To understand the disease progression and survival after a cancer diagnosis, it is important to fully capture the complex disease pathways that can occur. More advanced statistical methods are needed to be able to do this in the best way. MPN is a chronic blood tumor disease, with 400 new cases in Sweden annually. Despite efforts to optimize treatment and take preventive measures against complications, patients with MPN have poorer survival than the general population and a high risk of complications such as thromboembolism and bleeding. Within this project, I will develop statistical models for survival data with several time scales and several possible outcomes. A major focus will be to enable reporting of the results of complex analyzes in a way that is easy to understand and to develop user-friendly software so that others can use the methods. The utility of the methods will be demonstrated for myeloproliferative neoplasias (MPNs), with unanswered, clinically important research questions.

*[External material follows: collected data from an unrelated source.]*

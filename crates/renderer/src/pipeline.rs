//! Render pipeline creation.

use crate::texture::Texture;
use crate::vertex::{OverlayVertex, Vertex};

const OVERLAY_SHADER: &str = include_str!("shaders/overlay.wgsl");

/// Which moon shader a pipeline runs.
#[derive(Debug, Clone, Copy, PartialEq, Eq)]
pub enum MoonShading {
    /// Per-pixel Phong with a flat gray material.
    Lit,
    /// Noise-displaced vertices, noise color ramp and Blinn-Phong.
    Relief,
}

impl MoonShading {
    fn source(self) -> &'static str {
        match self {
            MoonShading::Lit => include_str!("shaders/moon_lit.wgsl"),
            MoonShading::Relief => include_str!("shaders/moon_relief.wgsl"),
        }
    }

    fn label(self) -> &'static str {
        match self {
            MoonShading::Lit => "Moon Lit",
            MoonShading::Relief => "Moon Relief",
        }
    }
}

/// Create the camera bind group layout (group 0).
pub fn create_camera_bind_group_layout(device: &wgpu::Device) -> wgpu::BindGroupLayout {
    device.create_bind_group_layout(&wgpu::BindGroupLayoutDescriptor {
        label: Some("Camera Bind Group Layout"),
        entries: &[wgpu::BindGroupLayoutEntry {
            binding: 0,
            visibility: wgpu::ShaderStages::VERTEX | wgpu::ShaderStages::FRAGMENT,
            ty: wgpu::BindingType::Buffer {
                ty: wgpu::BufferBindingType::Uniform,
                has_dynamic_offset: false,
                min_binding_size: None,
            },
            count: None,
        }],
    })
}

/// Create the moon material/transform layout (group 1).
pub fn create_moon_bind_group_layout(device: &wgpu::Device) -> wgpu::BindGroupLayout {
    device.create_bind_group_layout(&wgpu::BindGroupLayoutDescriptor {
        label: Some("Moon Bind Group Layout"),
        entries: &[wgpu::BindGroupLayoutEntry {
            binding: 0,
            visibility: wgpu::ShaderStages::VERTEX | wgpu::ShaderStages::FRAGMENT,
            ty: wgpu::BindingType::Buffer {
                ty: wgpu::BufferBindingType::Uniform,
                has_dynamic_offset: false,
                min_binding_size: None,
            },
            count: None,
        }],
    })
}

/// Create a moon pipeline drawing into `format` with a depth buffer.
pub fn create_moon_pipeline(
    device: &wgpu::Device,
    format: wgpu::TextureFormat,
    shading: MoonShading,
    camera_bind_group_layout: &wgpu::BindGroupLayout,
    moon_bind_group_layout: &wgpu::BindGroupLayout,
) -> wgpu::RenderPipeline {
    let shader = device.create_shader_module(wgpu::ShaderModuleDescriptor {
        label: Some(shading.label()),
        source: wgpu::ShaderSource::Wgsl(shading.source().into()),
    });

    let layout = device.create_pipeline_layout(&wgpu::PipelineLayoutDescriptor {
        label: Some("Moon Pipeline Layout"),
        bind_group_layouts: &[camera_bind_group_layout, moon_bind_group_layout],
        push_constant_ranges: &[],
    });

    device.create_render_pipeline(&wgpu::RenderPipelineDescriptor {
        label: Some(shading.label()),
        layout: Some(&layout),
        vertex: wgpu::VertexState {
            module: &shader,
            entry_point: Some("vs_main"),
            buffers: &[Vertex::layout()],
            compilation_options: Default::default(),
        },
        fragment: Some(wgpu::FragmentState {
            module: &shader,
            entry_point: Some("fs_main"),
            targets: &[Some(wgpu::ColorTargetState {
                format,
                blend: Some(wgpu::BlendState::REPLACE),
                write_mask: wgpu::ColorWrites::ALL,
            })],
            compilation_options: Default::default(),
        }),
        primitive: wgpu::PrimitiveState {
            topology: wgpu::PrimitiveTopology::TriangleList,
            strip_index_format: None,
            front_face: wgpu::FrontFace::Ccw,
            cull_mode: Some(wgpu::Face::Back),
            polygon_mode: wgpu::PolygonMode::Fill,
            unclipped_depth: false,
            conservative: false,
        },
        depth_stencil: Some(wgpu::DepthStencilState {
            format: Texture::DEPTH_FORMAT,
            depth_write_enabled: true,
            depth_compare: wgpu::CompareFunction::Less,
            stencil: wgpu::StencilState::default(),
            bias: wgpu::DepthBiasState::default(),
        }),
        multisample: wgpu::MultisampleState::default(),
        multiview: None,
        cache: None,
    })
}

/// Create the screen-space quad pipeline (no depth, alpha blended).
pub fn create_overlay_pipeline(device: &wgpu::Device, format: wgpu::TextureFormat) -> wgpu::RenderPipeline {
    let shader = device.create_shader_module(wgpu::ShaderModuleDescriptor {
        label: Some("Overlay Shader"),
        source: wgpu::ShaderSource::Wgsl(OVERLAY_SHADER.into()),
    });

    let layout = device.create_pipeline_layout(&wgpu::PipelineLayoutDescriptor {
        label: Some("Overlay Pipeline Layout"),
        bind_group_layouts: &[],
        push_constant_ranges: &[],
    });

    device.create_render_pipeline(&wgpu::RenderPipelineDescriptor {
        label: Some("Overlay Pipeline"),
        layout: Some(&layout),
        vertex: wgpu::VertexState {
            module: &shader,
            entry_point: Some("vs_main"),
            buffers: &[OverlayVertex::layout()],
            compilation_options: Default::default(),
        },
        fragment: Some(wgpu::FragmentState {
            module: &shader,
            entry_point: Some("fs_main"),
            targets: &[Some(wgpu::ColorTargetState {
                format,
                blend: Some(wgpu::BlendState::ALPHA_BLENDING),
                write_mask: wgpu::ColorWrites::ALL,
            })],
            compilation_options: Default::default(),
        }),
        primitive: wgpu::PrimitiveState {
            topology: wgpu::PrimitiveTopology::TriangleList,
            strip_index_format: None,
            front_face: wgpu::FrontFace::Ccw,
            cull_mode: None,
            polygon_mode: wgpu::PolygonMode::Fill,
            unclipped_depth: false,
            conservative: false,
        },
        depth_stencil: None,
        multisample: wgpu::MultisampleState::default(),
        multiview: None,
        cache: None,
    })
}

/// Both moon pipelines for one color format.
pub struct PipelineSet {
    pub format: wgpu::TextureFormat,
    pub lit: wgpu::RenderPipeline,
    pub relief: wgpu::RenderPipeline,
}

impl PipelineSet {
    pub fn new(
        device: &wgpu::Device,
        format: wgpu::TextureFormat,
        camera_bind_group_layout: &wgpu::BindGroupLayout,
        moon_bind_group_layout: &wgpu::BindGroupLayout,
    ) -> Self {
        Self {
            format,
            lit: create_moon_pipeline(device, format, MoonShading::Lit, camera_bind_group_layout, moon_bind_group_layout),
            relief: create_moon_pipeline(
                device,
                format,
                MoonShading::Relief,
                camera_bind_group_layout,
                moon_bind_group_layout,
            ),
        }
    }

    pub fn moon(&self, shading: MoonShading) -> &wgpu::RenderPipeline {
        match shading {
            MoonShading::Lit => &self.lit,
            MoonShading::Relief => &self.relief,
        }
    }
}

#[cfg(test)]
mod tests {
    use super::*;
    use crate::camera::CameraUniform;
    use crate::renderer::MoonUniform;

    fn parse_and_validate(label: &str, source: &str) -> naga::Module {
        let module = naga::front::wgsl::parse_str(source)
            .unwrap_or_else(|e| panic!("{label}: {}", e.emit_to_string(source)));
        let mut validator =
            naga::valid::Validator::new(naga::valid::ValidationFlags::all(), naga::valid::Capabilities::default());
        if let Err(e) = validator.validate(&module) {
            panic!("{label}: {e:?}");
        }
        module
    }

    fn struct_span(module: &naga::Module, name: &str) -> usize {
        module
            .types
            .iter()
            .find_map(|(_, ty)| match ty.inner {
                naga::TypeInner::Struct { span, .. } if ty.name.as_deref() == Some(name) => Some(span as usize),
                _ => None,
            })
            .unwrap_or_else(|| panic!("no struct {name}"))
    }

    fn entry_points(module: &naga::Module) -> Vec<(&str, naga::ShaderStage)> {
        module.entry_points.iter().map(|ep| (ep.name.as_str(), ep.stage)).collect()
    }

    #[test]
    fn shaders_parse_and_validate() {
        for shading in [MoonShading::Lit, MoonShading::Relief] {
            let module = parse_and_validate(shading.label(), shading.source());
            let entries = entry_points(&module);
            assert!(entries.contains(&("vs_main", naga::ShaderStage::Vertex)), "{}", shading.label());
            assert!(entries.contains(&("fs_main", naga::ShaderStage::Fragment)), "{}", shading.label());
        }
        let overlay = parse_and_validate("overlay", OVERLAY_SHADER);
        assert_eq!(overlay.entry_points.len(), 2);
    }

    #[test]
    fn uniform_structs_match_wgsl_layout() {
        for shading in [MoonShading::Lit, MoonShading::Relief] {
            let module = parse_and_validate(shading.label(), shading.source());
            assert_eq!(struct_span(&module, "Moon"), std::mem::size_of::<MoonUniform>(), "{}", shading.label());
            assert_eq!(struct_span(&module, "Camera"), std::mem::size_of::<CameraUniform>(), "{}", shading.label());
        }
    }

    #[test]
    fn relief_shader_carries_the_noise_functions() {
        let module = parse_and_validate("relief", MoonShading::Relief.source());
        let names: Vec<&str> = module.functions.iter().filter_map(|(_, f)| f.name.as_deref()).collect();
        for name in ["mod289_3", "mod289_4", "permute", "taylor_inv_sqrt", "snoise"] {
            assert!(names.contains(&name), "missing {name}");
        }
    }

    #[test]
    fn relief_specular_uses_a_fixed_view_vector() {
        let module = parse_and_validate("relief", MoonShading::Relief.source());
        let members: Vec<&str> = module
            .types
            .iter()
            .find_map(|(_, ty)| match &ty.inner {
                naga::TypeInner::Struct { members, .. } if ty.name.as_deref() == Some("VertexOutput") => {
                    Some(members.iter().filter_map(|m| m.name.as_deref()).collect())
                }
                _ => None,
            })
            .unwrap_or_default();
        assert_eq!(members, ["clip_position", "eye_normal", "noise"]);
    }
}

I will use a population-based cohort of MPN patients with long follow-up time and with matched population controls. 1. Measure how the risk of thromboembolism and bleeding among MPN patients changes over time since diagnosis and changes due to the fact that patients age. Determine whether the risk of thromboembolism increases among patients who have had bleeding and whether the risk of bleeding increases among patients who have had thromboembolism. Describe the entire disease chain from MPN to complications of thromboembolism and bleeding, and finally death, and the proportion of patients who suffered from thromboembolism and bleeding, or both, and died over time. 4. Calculate the life expectancy of MPN patients and lost life years.